Postprint version. Published in Social Science and Medicine, Volume 43, Issue 5, September 1, 1996, pages 621-635.
Copyright © 1996 Elsevier Science Ltd.
The definitive version is available at http://dx.doi.org/10.1016/0277-9536(96)00110-4.
Many of the challenges facing children now are a function of changing times, including increase in urbanization, political violence, changing family forms, and in some areas decreased supplies of adequate food. This review focuses particularly on those changes in which children are the victims and which induce new threats for them, rather than on problems such as child disability or mental illness.
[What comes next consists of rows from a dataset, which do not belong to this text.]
//! rtmp-client: RTMP publish and play client
//!
//! This library provides the client side of RTMP:
//! - Simple handshake, chunk stream multiplexing, AMF0 commands
//! - Publishing encoded audio/video frames with per-media timestamps
//! - Playing a remote stream, with pause/resume and FLV recording
//! - Adobe `authmod=adobe` authentication
//!
//! # Example: Publish
//!
//! ```no_run
//! use bytes::Bytes;
//! use rtmp_client::{ClientConfig, Codec, MediaFrame, PublishType, RtmpConnection};
//!
//! #[tokio::main]
//! async fn main() -> Result<(), Box<dyn std::error::Error>> {
//!     let config = ClientConfig::new("rtmp://localhost/live");
//!     let (connection, _events) = RtmpConnection::connect(config).await?;
//!
//!     let stream = connection.create_stream().await?;
//!     stream.publish("test", PublishType::Live).await?;
//!
//!     let frames = stream.frame_sender();
//!     frames.send_frame(MediaFrame::video(Codec::Avc, 0, Bytes::from_static(&[0x65]), true))?;
//!
//!     stream.close().await;
//!     connection.close().await;
//!     Ok(())
//! }
//! ```

pub mod amf;
pub mod client;
pub mod cursor;
pub mod error;
pub mod media;
pub mod protocol;
pub mod stats;

// Re-export main types for convenience
pub use client::{
    ClientConfig, FrameSender, PublishType, RtmpConnection, RtmpStream, StatusEvent, StreamEvent,
};
pub use error::{Error, Result};
pub use media::{Codec, FlvRecorder, MediaFrame, MediaKind};
pub use stats::SessionStats;
//! RTMP handshake implementation (client side)
//!
//! The RTMP handshake consists of three phases:
//!
//! ```text
//! Client                                   Server
//!   |                                        |
//!   |------- C0 (1 byte: version) --------->|
//!   |------- C1 (1536 bytes: time+random) ->|
//!   |                                        |
//!   |<------ S0 (1 byte: version) ----------|
//!   |<------ S1 (1536 bytes: time+random) --|
//!   |<------ S2 (1536 bytes: echo C1) ------|
//!   |                                        |
//!   |------- C2 (1536 bytes: echo S1) ----->|
//!   |                                        |
//!   |          [Handshake Complete]          |
//! ```
//!
//! This is the "simple" handshake (no HMAC digest). The state machine does no
//! I/O: the connection feeds it whatever bytes have arrived and writes out
//! what it returns.
//!
//! Reference: RTMP Specification Section 5.2

use bytes::{Buf, BufMut, Bytes, BytesMut};
use rand::Rng;
use std::time::{SystemTime, UNIX_EPOCH};

use crate::error::{HandshakeError, Result};
use crate::protocol::constants::{HANDSHAKE_SIZE, RTMP_VERSION};

/// Offset of the random payload inside C1/S1/C2/S2
const RANDOM_OFFSET: usize = 8;

#[derive(Debug, Clone, Copy, PartialEq, Eq)]
enum HandshakeState {
    /// Need to send C0C1
    Initial,
    /// Waiting for S0S1S2
    WaitingForServer,
    /// C2 produced, handshake complete
    Done,
}

/// Client handshake state machine
#[derive(Debug)]
pub struct Handshake {
    state: HandshakeState,
    /// Our C1 packet, kept to verify the S2 echo
    c1: Box<[u8; HANDSHAKE_SIZE]>,
    /// Fail when S2 does not echo C1's random payload
    strict: bool,
}

impl Handshake {
    /// Create a handshake that verifies the server's echo
    pub fn new() -> Self {
        Self::with_strict(true)
    }

    pub fn with_strict(strict: bool) -> Self {
        Self {
            state: HandshakeState::Initial,
            c1: Box::new([0u8; HANDSHAKE_SIZE]),
            strict,
        }
    }

    /// Check if handshake is complete
    pub fn is_done(&self) -> bool {
        self.state == HandshakeState::Done
    }

    /// Bytes that must be buffered before [`process`](Self::process) can progress
    pub fn bytes_needed(&self) -> usize {
        match self.state {
            HandshakeState::WaitingForServer => 1 + HANDSHAKE_SIZE * 2,
            HandshakeState::Initial | HandshakeState::Done => 0,
        }
    }

    /// Generate C0+C1 (1 + 1536 bytes)
    pub fn generate_initial(&mut self) -> Result<Bytes> {
        if self.state != HandshakeState::Initial {
            return Err(HandshakeError::InvalidState.into());
        }

        let mut buf = BytesMut::with_capacity(1 + HANDSHAKE_SIZE);

        // C0: Version
        buf.put_u8(RTMP_VERSION);

        // C1: Time + Zero + Random
        generate_packet(&mut self.c1[..]);
        buf.put_slice(&self.c1[..]);

        self.state = HandshakeState::WaitingForServer;
        Ok(buf.freeze())
    }

    /// Consume S0S1S2 from `data` and return C2
    ///
    /// Returns `Ok(None)` and consumes nothing while fewer than
    /// [`bytes_needed`](Self::bytes_needed) bytes are buffered. Bytes after S2
    /// are left in `data`: servers may pipeline their first chunks behind it.
    pub fn process(&mut self, data: &mut BytesMut) -> Result<Option<Bytes>> {
        if self.state != HandshakeState::WaitingForServer {
            return Err(HandshakeError::InvalidState.into());
        }
        if data.len() < self.bytes_needed() {
            return Ok(None);
        }

        // S0: Version check
        let version = data.get_u8();
        if version != RTMP_VERSION {
            return Err(HandshakeError::InvalidVersion(version).into());
        }

        // S1: the packet C2 echoes
        let s1 = data.split_to(HANDSHAKE_SIZE);

        // S2: must echo C1's random payload byte for byte
        let s2 = data.split_to(HANDSHAKE_SIZE);
        if s2[RANDOM_OFFSET..] != self.c1[RANDOM_OFFSET..] {
            if self.strict {
                return Err(HandshakeError::EchoMismatch.into());
            }
            tracing::warn!("S2 does not echo C1, continuing (lenient handshake)");
        }

        let c2 = generate_echo(&s1);

        self.state = HandshakeState::Done;
        Ok(Some(c2))
    }
}

impl Default for Handshake {
    fn default() -> Self {
        Self::new()
    }
}

fn now_millis() -> u32 {
    SystemTime::now()
        .duration_since(UNIX_EPOCH)
        .map(|d| d.as_millis() as u32)
        .unwrap_or(0)
}

/// Fill a C1 packet
///
/// Format (1536 bytes):
/// - Bytes 0-3: Timestamp (32-bit, big-endian)
/// - Bytes 4-7: Zero
/// - Bytes 8-1535: Random data
fn generate_packet(packet: &mut [u8]) {
    packet[0..4].copy_from_slice(&now_millis().to_be_bytes());
    packet[4..RANDOM_OFFSET].fill(0);
    rand::rng().fill(&mut packet[RANDOM_OFFSET..]);
}

/// Generate C2 from S1
///
/// Format:
/// - Bytes 0-3: Peer's timestamp (from S1)
/// - Bytes 4-7: Our timestamp
/// - Bytes 8-1535: Copy of peer's random data
fn generate_echo(peer_packet: &[u8]) -> Bytes {
    let mut echo = BytesMut::from(peer_packet);
    echo[4..RANDOM_OFFSET].copy_from_slice(&now_millis().to_be_bytes());
    echo.freeze()
}
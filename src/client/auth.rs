//! Adobe authentication (`authmod=adobe`)
//!
//! The server signals each step by rejecting `connect`:
//!
//! 1. `[ code=403 need auth; authmod=adobe ]`: reconnect with
//!    `?authmod=adobe&user=<user>` appended to app and tcUrl.
//! 2. `... ?reason=needauth&user=..&salt=..&challenge=..&opaque=..`:
//!    reconnect with our own challenge and the digest of the password.
//! 3. `?reason=authfailed` or `?reason=nosuchuser`: give up.
//!
//! Every step is a fresh TCP connection and handshake.

use base64::{engine::general_purpose::STANDARD, Engine as _};
use md5::{Digest, Md5};
use url::form_urlencoded;

/// What to do after a `NetConnection.Connect.Rejected`
#[derive(Debug, Clone, PartialEq, Eq)]
pub enum AuthDecision {
    /// The rejection is not an authentication challenge
    NotAuth,
    /// Reconnect with this query appended
    Retry(String),
    /// The server refused the credentials
    Failed(String),
}

/// Credentials plus the challenge/response exchange
#[derive(Debug, Clone)]
pub struct AdobeAuth {
    user: String,
    password: String,
}

impl AdobeAuth {
    pub fn new(user: impl Into<String>, password: impl Into<String>) -> Self {
        Self {
            user: user.into(),
            password: password.into(),
        }
    }

    /// Inspect a rejection description and pick the next step
    pub fn on_rejected(&self, description: &str) -> AuthDecision {
        if !description.contains("authmod=adobe") {
            return AuthDecision::NotAuth;
        }

        if description.contains("code=403 need auth") {
            return AuthDecision::Retry(self.initial_query());
        }

        let Some((_, query)) = description.split_once('?') else {
            return AuthDecision::Failed(description.to_string());
        };

        let mut reason = None;
        let mut salt = None;
        let mut challenge = None;
        let mut opaque = None;
        for (key, value) in form_urlencoded::parse(query.as_bytes()) {
            match &*key {
                "reason" => reason = Some(value.into_owned()),
                "salt" => salt = Some(value.into_owned()),
                "challenge" => challenge = Some(value.into_owned()),
                "opaque" => opaque = Some(value.into_owned()),
                _ => {}
            }
        }

        match (reason.as_deref(), salt) {
            (Some("needauth"), Some(salt)) => {
                let client_challenge = format!("{:08x}", rand::random::<u32>());
                let response = adobe_response(
                    &self.user,
                    &self.password,
                    &salt,
                    opaque.as_deref().or(challenge.as_deref()),
                    &client_challenge,
                );

                let mut query = form_urlencoded::Serializer::new(self.initial_query());
                query.append_pair("challenge", &client_challenge);
                query.append_pair("response", &response);
                if let Some(opaque) = &opaque {
                    query.append_pair("opaque", opaque);
                }
                AuthDecision::Retry(query.finish())
            }
            (Some(reason), _) => AuthDecision::Failed(reason.to_string()),
            (None, _) => AuthDecision::Failed(description.to_string()),
        }
    }

    /// `authmod=adobe&user=<user>`
    pub fn initial_query(&self) -> String {
        form_urlencoded::Serializer::new(String::new())
            .append_pair("authmod", "adobe")
            .append_pair("user", &self.user)
            .finish()
    }
}

/// `base64(md5(base64(md5(user + salt + password)) + nonce + client_challenge))`
///
/// `nonce` is the server's opaque value, or its challenge when no opaque was
/// sent.
pub fn adobe_response(
    user: &str,
    password: &str,
    salt: &str,
    nonce: Option<&str>,
    client_challenge: &str,
) -> String {
    let hash1 = STANDARD.encode(Md5::digest(format!("{user}{salt}{password}")));

    let mut hasher = Md5::new();
    hasher.update(hash1.as_bytes());
    hasher.update(nonce.unwrap_or_default().as_bytes());
    hasher.update(client_challenge.as_bytes());
    STANDARD.encode(hasher.finalize())
}
#[cfg(test)]
mod tests {
    use super::*;

    fn chunk(message_type: u8, payload: Bytes) -> RtmpChunk {
        RtmpChunk {
            csid: CSID_COMMAND,
            timestamp: 0,
            message_type,
            stream_id: 0,
            payload,
        }
    }

    #[test]
    fn test_command_roundtrip() {
        let cmd = Command::new(CMD_CONNECT, 1, vec![AmfValue::String("test".into())])
            .with_object(AmfValue::Object(AmfObject::from([("app", "live")])));

        let parsed = RtmpMessage::from_chunk(&chunk(MSG_COMMAND_AMF0, cmd.encode())).unwrap();
        if let RtmpMessage::Command(parsed_cmd) = parsed {
            assert_eq!(parsed_cmd, cmd);
        } else {
            panic!("Expected Command message");
        }
    }

    #[test]
    fn test_odd_transaction_ids() {
        let mut encoder = Amf0Encoder::new();
        encoder.encode(&AmfValue::String(CMD_ON_STATUS.into()));
        encoder.encode(&AmfValue::Number(-3.0));
        let parsed = RtmpMessage::from_chunk(&chunk(MSG_COMMAND_AMF0, encoder.finish())).unwrap();
        match parsed {
            RtmpMessage::Command(cmd) => {
                assert_eq!(cmd.transaction_id, 0);
                assert_eq!(cmd.command_object, AmfValue::Null);
                assert!(cmd.arguments.is_empty());
            }
            other => panic!("unexpected {other:?}"),
        }
    }

    #[test]
    fn test_status_accessors() {
        let info = AmfObject::from([
            ("level", "error"),
            ("code", NC_CONNECT_REJECTED),
            ("description", "bad app"),
        ]);
        let cmd = Command::new(CMD_ERROR, 1, vec![AmfValue::Object(info)]);
        assert_eq!(cmd.status_code(), Some(NC_CONNECT_REJECTED));
        assert_eq!(cmd.status_description(), Some("bad app"));
        assert_eq!(cmd.status_level(), Some("error"));

        let bare = Command::new(CMD_RESULT, 2, vec![AmfValue::Number(1.0)]);
        assert_eq!(bare.status_code(), None);
    }

    #[test]
    fn test_control_messages() {
        let msg = RtmpMessage::SetPeerBandwidth {
            size: 2_500_000,
            limit_type: 2,
        };
        let (ty, payload) = msg.encode();
        assert_eq!(ty, MSG_SET_PEER_BANDWIDTH);
        assert_eq!(RtmpMessage::from_chunk(&chunk(ty, payload)).unwrap(), msg);

        let ping = RtmpMessage::UserControl(UserControlEvent::PingRequest(1234));
        let parsed = RtmpMessage::from_chunk(&ping.to_chunk(CSID_PROTOCOL_CONTROL, 0, 0)).unwrap();
        assert_eq!(parsed, ping);

        let buffer = RtmpMessage::UserControl(UserControlEvent::SetBufferLength {
            stream_id: 1,
            buffer_ms: 3000,
        });
        let (ty, payload) = buffer.encode();
        assert_eq!(payload.len(), 10);
        assert_eq!(RtmpMessage::from_chunk(&chunk(ty, payload)).unwrap(), buffer);
    }

    #[test]
    fn test_set_chunk_size_ignores_reserved_bit() {
        let payload = Bytes::from_static(&[0x80, 0x00, 0x10, 0x00]);
        assert_eq!(
            RtmpMessage::from_chunk(&chunk(MSG_SET_CHUNK_SIZE, payload)).unwrap(),
            RtmpMessage::SetChunkSize(4096)
        );
    }

    #[test]
    fn test_truncated_control_message() {
        let err = RtmpMessage::from_chunk(&chunk(MSG_WINDOW_ACK_SIZE, Bytes::from_static(&[0, 1])))
            .unwrap_err();
        assert!(matches!(
            err,
            crate::Error::Protocol(ProtocolError::Truncated(_))
        ));
    }

    #[test]
    fn test_set_data_frame() {
        let meta = AmfObject::from([("width", 1280.0), ("height", 720.0)]);
        let data = DataMessage::set_data_frame(meta.clone(), 1);
        let (ty, payload) = RtmpMessage::Data(data).encode();
        assert_eq!(ty, MSG_DATA_AMF0);

        let mut c = chunk(ty, payload);
        c.stream_id = 1;
        match RtmpMessage::from_chunk(&c).unwrap() {
            RtmpMessage::Data(parsed) => {
                assert_eq!(parsed.name, CMD_SET_DATA_FRAME);
                assert_eq!(parsed.values[0].as_str(), Some(CMD_ON_METADATA));
                assert_eq!(parsed.values[1], AmfValue::EcmaArray(meta));
                assert_eq!(parsed.stream_id, 1);
            }
            other => panic!("unexpected {other:?}"),
        }
    }

    #[test]
    fn test_bad_amf_is_error() {
        let payload = Bytes::from_static(&[0x11, 0x00]);
        assert!(RtmpMessage::from_chunk(&chunk(MSG_COMMAND_AMF0, payload)).is_err());
    }
}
The outcome variables of interest in this paper are dimensions of children's psychosocial development, including cognitive development, psychological adjustment and aggression, whereas the companion paper in this issue (Caldwell P., Child survival: vulnerability and resilience in adversity in the European past and the contemporary Third World, Soc. Sci. Med.)  focuses on physical aspects of children's development. The risks that are hurdles in the process of development of a young child begin from conception and carry on into later life. To address them all would be impossible; thus, in order to do justice to the issues at hand, we have chosen those risks that, in our view, are important in a child's psychosocial development in developing countries. This paper will thus provide a discussion of the concepts of risk and resilience, then apply these concepts to the analysis of three examples of risk faced by children today: nutritional threats (e.g. malnutrition due to decline in breastfeeding); family dynamics and types of family forms (e.g. child fostering and non-traditional families); and experiences of violence (domestic or political). In each case, the same four questions will be addressed: what are the consequences of the risk factor for children, what are the etiologies and conditions of risk, are there any children who seem to cope with the risk factor successfully and what are some of the protective factors, and what interventions or programs would help support these children?